A shrug, then Rowan rubs at the scars on her left wrist. Like thin shiny worms wriggling beneath her fingertips. ‘Maybe he deserved it? ’

‘No one could ever deserve that.’ The blue and green swirl trembled. ‘Oooh. . junior’s on the move again. Tell you: I feel like that bloke out of Alien. Only he was lucky — he didn’t have a little monster’s foot in his bladder.’

If only she knew.

Broodmother looks out at the sea of deathstones. ‘I was here when they had that service for Alison and Jenny McGregor, did you see it? Got Robbie Williams’s autograph. .’

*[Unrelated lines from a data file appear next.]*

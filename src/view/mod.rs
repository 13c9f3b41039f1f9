// VIEW: Rendering and graphics
pub mod gpu_init;
pub mod render;

pub use gpu_init::GpuContext;
pub use render::{physical_size, Renderer, UiOverlay};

A man walks in through the ornate pillared frontage that screens the graveyard off from Union Street. He’s here. The man has a mobile phone pressed to his ear, a bag from Primark in his other hand. And an aura like a house fire — black and orange and red tongues of smoke trailing in his wake, caressing the tombs.

‘Of course, that was before Steve. And now look at me.’

The wide path from the main street to the church is made up of paving slabs and ancient headstones, worn almost smooth by generations of feet. The living trampling on the dead. She can almost hear them groaning as he marches past the bench.

‘I tell you, they say giving birth’s the greatest thing you can ever do, but it’s the bit before that’s a pain in the- Oh, are you off? ’

Rowan marches after him, staying far enough back to not be touched by his filthy stench: the cracking lines like burning blood. The beasts are too powerful and so was the woman with the aura of black, but a witch. . Now that’s something different.

The Kirk is my mother and father. It is my rod and my staff. My shield and my sword. What I do in its service lights a fire in God’s name.